**Your instructions**:
Repeat exactly the lines below that lie between the line with "pub file_name: &'a" and the line with "pub struct ViewerLayout", counting both of those lines as part of the answer.

**Raw data**:
Segment Open

//! Prints the min/max envelope of a file.
//!
//! Useful for scripting and for checking what the viewer would draw without
//! a terminal UI.

use std::fmt::Write as _;
use std::path::{Path, PathBuf};

use anyhow::anyhow;
use serde::Serialize;

use crate::config::WavescopeConfig;
use crate::loader::{LoadedAudio, Loader};

/// Envelope of one file, as printed.
#[derive(Debug, Serialize)]
struct PeaksReport {
    file: String,
    sample_rate: u32,
    frame_count: usize,
    pixel_width: usize,
    zoom_factor: u32,
    samples_per_pixel: usize,
    channels: Vec<ChannelPeaks>,
}

#[derive(Debug, Serialize)]
struct ChannelPeaks {
    channel: usize,
    /// `[min, max]` per column, `null` where the column has no data
    columns: Vec<Option<[f32; 2]>>,
}

/// Loads `file` and prints its envelope.
///
/// # Errors
/// - If the configuration cannot be loaded
/// - If the file cannot be decoded
/// - If `channel` is out of range
pub async fn handle_peaks(
    file: PathBuf,
    width: usize,
    zoom: u32,
    channel: Option<usize>,
    json: bool,
) -> Result<(), anyhow::Error> {
    let config = WavescopeConfig::load()?;
    let loaded = load(&file, &config, width, zoom).await?;
    let report = build_report(&file, &loaded, channel)?;

    if json {
        println!("{}", serde_json::to_string_pretty(&report)?);
    } else {
        print!("{}", format_text(&report));
    }
    Ok(())
}

/// Decodes `file` through the background loader and waits for it.
pub(crate) async fn load(
    file: &Path,
    config: &WavescopeConfig,
    width: usize,
    zoom: u32,
) -> Result<LoadedAudio, anyhow::Error> {
    let mut loader = Loader::new(config.decode.normalization);
    loader.load(file.to_path_buf(), width, zoom);

    let result = loader
        .recv()
        .await
        .ok_or_else(|| anyhow!("Loading {} was cancelled", file.display()))?;
    result
        .outcome
        .map_err(|e| anyhow!("Failed to load {}: {e}", file.display()))
}

fn build_report(
    file: &Path,
    loaded: &LoadedAudio,
    channel: Option<usize>,
) -> Result<PeaksReport, anyhow::Error> {
    let envelope = &loaded.envelope;
    let channel_count = envelope.channel_count();

    let selected: Vec<usize> = match channel {
        Some(c) if c >= channel_count => {
            return Err(anyhow!(
                "Channel {c} out of range, {} has {channel_count} channels",
                file.display()
            ))
        }
        Some(c) => vec![c],
        None => (0..channel_count).collect(),
    };

    let channels = selected
        .into_iter()
        .map(|c| ChannelPeaks {
            channel: c,
            columns: envelope
                .channel(c)
                .iter()
                .map(|column| column.peak().map(|(min, max)| [min, max]))
                .collect(),
        })
        .collect();

    Ok(PeaksReport {
        file: file.display().to_string(),
        sample_rate: loaded.buffer.sample_rate(),
        frame_count: loaded.buffer.frame_count(),
        pixel_width: envelope.pixel_width(),
        zoom_factor: envelope.zoom_factor(),
        samples_per_pixel: envelope.samples_per_pixel(),
        channels,
    })
}

/// Tab-separated `column channel min max` rows; no-data columns print `-`.
fn format_text(report: &PeaksReport) -> String {
    let mut out = String::new();
    let _ = writeln!(
        out,
        "# {}: {} frames at {}Hz, width {}, zoom {}, {} samples per pixel",
        report.file,
        report.frame_count,
        report.sample_rate,
        report.pixel_width,
        report.zoom_factor,
        report.samples_per_pixel
    );

    for channel in &report.channels {
        for (x, column) in channel.columns.iter().enumerate() {
            let _ = match column {
                Some([min, max]) => writeln!(out, "{x}\t{}\t{min:.6}\t{max:.6}", channel.channel),
                None => writeln!(out, "{x}\t{}\t-\t-", channel.channel),
            };
        }
    }
    out
}

#[cfg(test)]
mod tests {
    use super::*;
    use crate::decode::test_support::write_wav;

    async fn load_fixture(name: &str, channels: u16, samples: &[i16], width: usize) -> LoadedAudio {
        let path = write_wav(name, channels, 8000, samples);
        let loaded = load(&path, &WavescopeConfig::default(), width, 1).await.unwrap();
        std::fs::remove_file(&path).ok();
        loaded
    }

    #[tokio::test]
    async fn test_report_matches_envelope() {
        let samples = [16384, -16384, 32767, -32767, 0, 0, 0, 0];
        let loaded = load_fixture("peaks_mono", 1, &samples, 4).await;
        let report = build_report(Path::new("mono.wav"), &loaded, None).unwrap();

        assert_eq!(report.frame_count, 8);
        assert_eq!(report.samples_per_pixel, 2);
        assert_eq!(report.channels.len(), 1);
        let columns = &report.channels[0].columns;
        assert_eq!(columns.len(), 4);
        assert_eq!(columns[1], Some([-1.0, 1.0]));
        assert_eq!(columns[2], Some([0.0, 0.0]));
    }

    #[tokio::test]
    async fn test_channel_selection() {
        let loaded = load_fixture("peaks_stereo", 2, &[100, -100, 200, -200], 2).await;

        let report = build_report(Path::new("stereo.wav"), &loaded, Some(1)).unwrap();
        assert_eq!(report.channels.len(), 1);
        assert_eq!(report.channels[0].channel, 1);

        assert!(build_report(Path::new("stereo.wav"), &loaded, Some(2)).is_err());
    }

    #[tokio::test]
    async fn test_text_and_json_output() {
        let loaded = load_fixture("peaks_output", 1, &[1000, -1000], 4).await;
        let report = build_report(Path::new("short.wav"), &loaded, None).unwrap();

        let text = format_text(&report);
        let rows: Vec<&str> = text.lines().skip(1).collect();
        assert_eq!(rows.len(), 4);
        assert_eq!(rows[0], "0\t0\t1.000000\t1.000000");
        assert_eq!(rows[3], "3\t0\t-\t-");

        let json: serde_json::Value = serde_json::to_value(&report).unwrap();
        assert_eq!(json["pixel_width"], 4);
        assert!(json["channels"][0]["columns"][3].is_null());
    }
}
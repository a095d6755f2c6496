//! Full-screen error display.
//!
//! Used when the viewer cannot start, e.g. because the config file is
//! broken. Logs are not visible in the terminal, so this is the only place
//! the user sees what went wrong.

use crossterm::{
    event::{self, Event, KeyEventKind},
    execute,
    terminal::{disable_raw_mode, enable_raw_mode, EnterAlternateScreen, LeaveAlternateScreen},
};
use ratatui::{
    prelude::*,
    widgets::{Block, Paragraph, Wrap},
};
use std::io::{self, Stdout};
use std::time::Duration;

const ERROR_BG: Color = Color::Rgb(255, 0, 0);
const ERROR_FG: Color = Color::Rgb(255, 255, 255);

/// Red full-screen message, dismissed by any key.
pub struct ErrorScreen {
    terminal: Terminal<CrosstermBackend<Stdout>>,
    restored: bool,
}

impl ErrorScreen {
    /// Enters the alternate screen in raw mode.
    ///
    /// # Errors
    /// - If the terminal cannot be initialized
    pub fn new() -> anyhow::Result<Self> {
        enable_raw_mode()?;
        let mut stdout = io::stdout();
        execute!(stdout, EnterAlternateScreen)?;

        let backend = CrosstermBackend::new(stdout);
        let terminal = Terminal::new(backend)?;

        Ok(ErrorScreen {
            terminal,
            restored: false,
        })
    }

    /// Shows `error_message` centered on a red screen until a key is pressed.
    ///
    /// Lines wrap at 80% of the screen width.
    ///
    /// # Errors
    /// - If terminal rendering fails
    pub fn show_error(&mut self, error_message: &str) -> anyhow::Result<()> {
        loop {
            self.terminal.draw(|frame| {
                let area = frame.area();
                frame.render_widget(Block::default().style(Style::default().bg(ERROR_BG)), area);

                let text_area = message_area(area, error_message);
                let paragraph = Paragraph::new(error_message)
                    .style(Style::default().fg(ERROR_FG).bg(ERROR_BG))
                    .alignment(Alignment::Center)
                    .wrap(Wrap { trim: true });
                frame.render_widget(paragraph, text_area);
            })?;

            if event::poll(Duration::from_millis(100))? {
                if let Event::Key(key) = event::read()? {
                    if key.kind == KeyEventKind::Press {
                        break;
                    }
                }
            }
        }

        Ok(())
    }

    /// Restores the terminal. Safe to call more than once.
    ///
    /// # Errors
    /// - If terminal mode cannot be restored
    pub fn cleanup(&mut self) -> anyhow::Result<()> {
        if self.restored {
            return Ok(());
        }
        self.restored = true;
        disable_raw_mode()?;
        execute!(self.terminal.backend_mut(), LeaveAlternateScreen)?;
        self.terminal.show_cursor()?;
        Ok(())
    }
}

impl Drop for ErrorScreen {
    fn drop(&mut self) {
        let _ = self.cleanup();
    }
}

/// Area 80% as wide as `area`, vertically centered around the message.
fn message_area(area: Rect, message: &str) -> Rect {
    let width = (area.width * 4 / 5).max(1);
    let lines: u16 = message
        .lines()
        .map(|line| (line.chars().count() as u16).div_ceil(width).max(1))
        .sum();
    let height = lines.min(area.height);

    Rect {
        x: area.x + (area.width - width) / 2,
        y: area.y + (area.height - height) / 2,
        width,
        height,
    }
}
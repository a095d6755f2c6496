//! Terminal painting layer for the waveform viewer.
//!
//! Draws the primitives produced by the view onto a braille canvas, so every
//! terminal cell holds a 2x4 grid of envelope pixels. Owns all colors and
//! turns key presses and mouse clicks into viewer commands.

use std::io::{self, Stdout};
use std::time::Duration;

use crossterm::{
    event::{
        self, DisableMouseCapture, EnableMouseCapture, Event, KeyCode, KeyEvent, KeyEventKind,
        KeyModifiers, MouseButton, MouseEvent, MouseEventKind,
    },
    execute,
    terminal::{disable_raw_mode, enable_raw_mode, EnterAlternateScreen, LeaveAlternateScreen},
};
use ratatui::{
    prelude::*,
    symbols::Marker,
    widgets::{
        canvas::{Canvas, Line as CanvasLine},
        Paragraph,
    },
};

use crate::config::DisplayConfig;
use crate::waveform::DrawPrimitive;

const BG: Color = Color::Rgb(0, 0, 0);
const FG: Color = Color::Rgb(185, 207, 212);
const HELP_FG: Color = Color::Rgb(100, 100, 100);
const ERROR_FG: Color = Color::Rgb(255, 60, 60);

/// Envelope pixels per terminal cell with braille markers.
const DOTS_PER_COLUMN: u16 = 2;
const DOTS_PER_ROW: u16 = 4;

/// User input in the viewer.
#[derive(Debug, Clone, Copy, PartialEq, Eq)]
pub enum ViewerCommand {
    /// Nothing to do (timeout or unbound key)
    Continue,
    Quit,
    TogglePlay,
    SeekBackward,
    SeekForward,
    /// Seek to an envelope pixel column (mouse click)
    SeekToPixel(u32),
    ZoomIn,
    ZoomOut,
    NextFile,
    PrevFile,
    Home,
}

/// Load state shown in the header.
#[derive(Debug, Clone, Copy, PartialEq, Eq)]
pub enum LoadStatus<'a> {
    Ready,
    Loading,
    Failed(&'a str),
}

/// Everything the header and footer show.
#[derive(Debug, Clone, Copy)]
pub struct StatusLine<'a> {
    pub file_name: &'a str,
    pub index: usize,
    pub count: usize,
    pub load: LoadStatus<'a>,
    pub position: Duration,
    pub duration: Duration,
    pub zoom: u32,
    pub playing: bool,
    /// Whether an external player makes the audio audible
    pub audible: bool,
}

/// Screen areas of the viewer.
#[derive(Debug, Clone, Copy, PartialEq, Eq)]
pub struct ViewerLayout {
    pub header: Rect,
    pub canvas: Rect,
    pub footer: Rect,
}

impl ViewerLayout {
    /// One header row, one footer row, the canvas in between.
    pub fn split(area: Rect) -> Self {
        let header_height = area.height.min(1);
        let footer_height = area.height.saturating_sub(header_height).min(1);
        let canvas_height = area.height - header_height - footer_height;

        ViewerLayout {
            header: Rect {
                height: header_height,
                ..area
            },
            canvas: Rect {
                y: area.y + header_height,
                height: canvas_height,
                ..area
            },
            footer: Rect {
                y: area.y + header_height + canvas_height,
                height: footer_height,
                ..area
            },
        }
    }

    /// Canvas size in envelope pixels.
    pub fn canvas_pixels(&self) -> (u32, u32) {
        (
            u32::from(self.canvas.width) * u32::from(DOTS_PER_COLUMN),
            u32::from(self.canvas.height) * u32::from(DOTS_PER_ROW),
        )
    }
}

/// Colors used to paint channels and the cursor.
#[derive(Debug, Clone)]
struct Palette {
    channels: Vec<Color>,
    cursor: Color,
}

impl Palette {
    fn from_config(display: &DisplayConfig) -> Self {
        let channels = (0..display.channel_colors.len().max(1))
            .map(|channel| display.channel_color(channel))
            .collect();
        Palette {
            channels,
            cursor: display.cursor_color(),
        }
    }

    fn channel(&self, channel: usize) -> Color {
        self.channels[channel % self.channels.len()]
    }
}

/// Full-screen waveform viewer.
pub struct ViewerTui {
    terminal: Terminal<CrosstermBackend<Stdout>>,
    palette: Palette,
    restored: bool,
}

impl ViewerTui {
    /// Enters the alternate screen with raw mode and mouse capture.
    ///
    /// # Errors
    /// - If the terminal cannot be initialized
    pub fn new(display: &DisplayConfig) -> anyhow::Result<Self> {
        enable_raw_mode()?;
        let mut stdout = io::stdout();
        execute!(stdout, EnterAlternateScreen, EnableMouseCapture)?;

        let backend = CrosstermBackend::new(stdout);
        let terminal = Terminal::new(backend)?;

        Ok(ViewerTui {
            terminal,
            palette: Palette::from_config(display),
            restored: false,
        })
    }

    /// Current layout for the terminal size.
    ///
    /// # Errors
    /// - If the terminal size cannot be queried
    pub fn layout(&self) -> anyhow::Result<ViewerLayout> {
        let size = self.terminal.size()?;
        Ok(ViewerLayout::split(Rect::new(0, 0, size.width, size.height)))
    }

    /// Paints one frame.
    ///
    /// `pixel_height` is the height the primitives were computed for; canvas
    /// y grows upwards, so rows are flipped here.
    ///
    /// # Errors
    /// - If terminal rendering fails
    pub fn draw(
        &mut self,
        primitives: &[DrawPrimitive],
        pixel_width: u32,
        pixel_height: u32,
        status: &StatusLine<'_>,
    ) -> anyhow::Result<()> {
        let palette = &self.palette;
        let width = f64::from(pixel_width.max(1));
        let height = f64::from(pixel_height.max(1));

        self.terminal.draw(|frame| {
            let layout = ViewerLayout::split(frame.area());

            let header = Paragraph::new(header_line(status)).style(Style::default().bg(BG));
            frame.render_widget(header, layout.header);

            let canvas = Canvas::default()
                .marker(Marker::Braille)
                .background_color(BG)
                .x_bounds([0.0, width - 1.0])
                .y_bounds([0.0, height])
                .paint(|ctx| {
                    let mut cursor = None;
                    for primitive in primitives {
                        match *primitive {
                            DrawPrimitive::Segment {
                                channel,
                                x,
                                y_top,
                                y_bottom,
                            } => {
                                let x = f64::from(x);
                                ctx.draw(&CanvasLine::new(
                                    x,
                                    height - f64::from(y_top),
                                    x,
                                    height - f64::from(y_bottom),
                                    palette.channel(channel),
                                ));
                            }
                            DrawPrimitive::Cursor { .. } => cursor = Some(*primitive),
                        }
                    }

                    // Own layer so the cursor color wins in shared cells
                    if let Some(DrawPrimitive::Cursor { x, y_top, y_bottom }) = cursor {
                        ctx.layer();
                        let x = f64::from(x);
                        ctx.draw(&CanvasLine::new(
                            x,
                            height - f64::from(y_top),
                            x,
                            height - f64::from(y_bottom),
                            palette.cursor,
                        ));
                    }
                });
            frame.render_widget(canvas, layout.canvas);

            let footer = Paragraph::new(footer_line(status)).style(Style::default().bg(BG));
            frame.render_widget(footer, layout.footer);
        })?;

        Ok(())
    }

    /// Waits up to `timeout` for input and maps it to a command.
    ///
    /// # Errors
    /// - If event polling fails
    pub fn handle_input(&mut self, timeout: Duration) -> anyhow::Result<ViewerCommand> {
        if !event::poll(timeout)? {
            return Ok(ViewerCommand::Continue);
        }

        let command = match event::read()? {
            Event::Key(key) => key_command(key),
            Event::Mouse(mouse) => mouse_command(mouse, self.layout()?.canvas),
            _ => ViewerCommand::Continue,
        };
        if command != ViewerCommand::Continue {
            tracing::debug!("Viewer command: {:?}", command);
        }
        Ok(command)
    }

    /// Restores the terminal. Safe to call more than once.
    ///
    /// # Errors
    /// - If terminal mode cannot be restored
    pub fn cleanup(&mut self) -> anyhow::Result<()> {
        if self.restored {
            return Ok(());
        }
        self.restored = true;
        disable_raw_mode()?;
        execute!(
            self.terminal.backend_mut(),
            LeaveAlternateScreen,
            DisableMouseCapture
        )?;
        self.terminal.show_cursor()?;
        tracing::debug!("Viewer terminal cleanup complete");
        Ok(())
    }
}

impl Drop for ViewerTui {
    fn drop(&mut self) {
        let _ = self.cleanup();
    }
}

/// Maps a key press to a viewer command.
pub fn key_command(key: KeyEvent) -> ViewerCommand {
    if key.kind != KeyEventKind::Press {
        return ViewerCommand::Continue;
    }

    match key.code {
        KeyCode::Char('c') if key.modifiers.contains(KeyModifiers::CONTROL) => ViewerCommand::Quit,
        KeyCode::Char('q') | KeyCode::Esc => ViewerCommand::Quit,
        KeyCode::Char(' ') => ViewerCommand::TogglePlay,
        KeyCode::Left => ViewerCommand::SeekBackward,
        KeyCode::Right => ViewerCommand::SeekForward,
        KeyCode::Char('+') | KeyCode::Char('=') => ViewerCommand::ZoomIn,
        KeyCode::Char('-') | KeyCode::Char('_') => ViewerCommand::ZoomOut,
        KeyCode::Char('n') => ViewerCommand::NextFile,
        KeyCode::Char('p') => ViewerCommand::PrevFile,
        KeyCode::Home => ViewerCommand::Home,
        _ => ViewerCommand::Continue,
    }
}

/// Maps a left click inside `canvas` to a seek on the clicked pixel column.
pub fn mouse_command(mouse: MouseEvent, canvas: Rect) -> ViewerCommand {
    let MouseEventKind::Down(MouseButton::Left) = mouse.kind else {
        return ViewerCommand::Continue;
    };
    if !canvas.contains(Position::new(mouse.column, mouse.row)) {
        return ViewerCommand::Continue;
    }

    let cell = u32::from(mouse.column - canvas.x);
    ViewerCommand::SeekToPixel(cell * u32::from(DOTS_PER_COLUMN))
}

/// Formats a duration as `m:ss`.
pub fn format_time(duration: Duration) -> String {
    let secs = duration.as_secs();
    format!("{}:{:02}", secs / 60, secs % 60)
}

fn header_line<'a>(status: &StatusLine<'a>) -> ratatui::text::Line<'a> {
    let mut spans = vec![
        Span::styled(status.file_name, Style::default().fg(Color::White).bold()),
        Span::styled(
            format!("  {} of {}", status.index + 1, status.count),
            Style::default().fg(HELP_FG),
        ),
    ];

    match status.load {
        LoadStatus::Ready => {}
        LoadStatus::Loading => spans.push(Span::styled("  loading…", Style::default().fg(FG))),
        LoadStatus::Failed(message) => spans.push(Span::styled(
            format!("  {message}"),
            Style::default().fg(ERROR_FG),
        )),
    }

    ratatui::text::Line::from(spans)
}

fn footer_line(status: &StatusLine<'_>) -> ratatui::text::Line<'static> {
    let indicator = if status.playing {
        Span::styled("▶ ", Style::default().fg(Color::Green))
    } else {
        Span::styled("⏸ ", Style::default().fg(Color::Yellow))
    };
    let muted = if status.audible {
        Span::raw("")
    } else {
        Span::styled("  muted", Style::default().fg(HELP_FG))
    };

    ratatui::text::Line::from(vec![
        indicator,
        Span::styled(
            format!("{} / {}", format_time(status.position), format_time(status.duration)),
            Style::default().fg(FG),
        ),
        Span::styled(format!("  zoom x{}", status.zoom), Style::default().fg(FG)),
        muted,
        Span::styled(
            "  space play  ←/→ seek  +/- zoom  n/p file  q quit",
            Style::default().fg(HELP_FG),
        ),
    ])
}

Segment Closed

**Answer for this exercise**:
    pub file_name: &'a str,
    pub index: usize,
    pub count: usize,
    pub load: LoadStatus<'a>,
    pub position: Duration,
    pub duration: Duration,
    pub zoom: u32,
    pub playing: bool,
    /// Whether an external player makes the audio audible
    pub audible: bool,
}

/// Screen areas of the viewer.
#[derive(Debug, Clone, Copy, PartialEq, Eq)]
pub struct ViewerLayout {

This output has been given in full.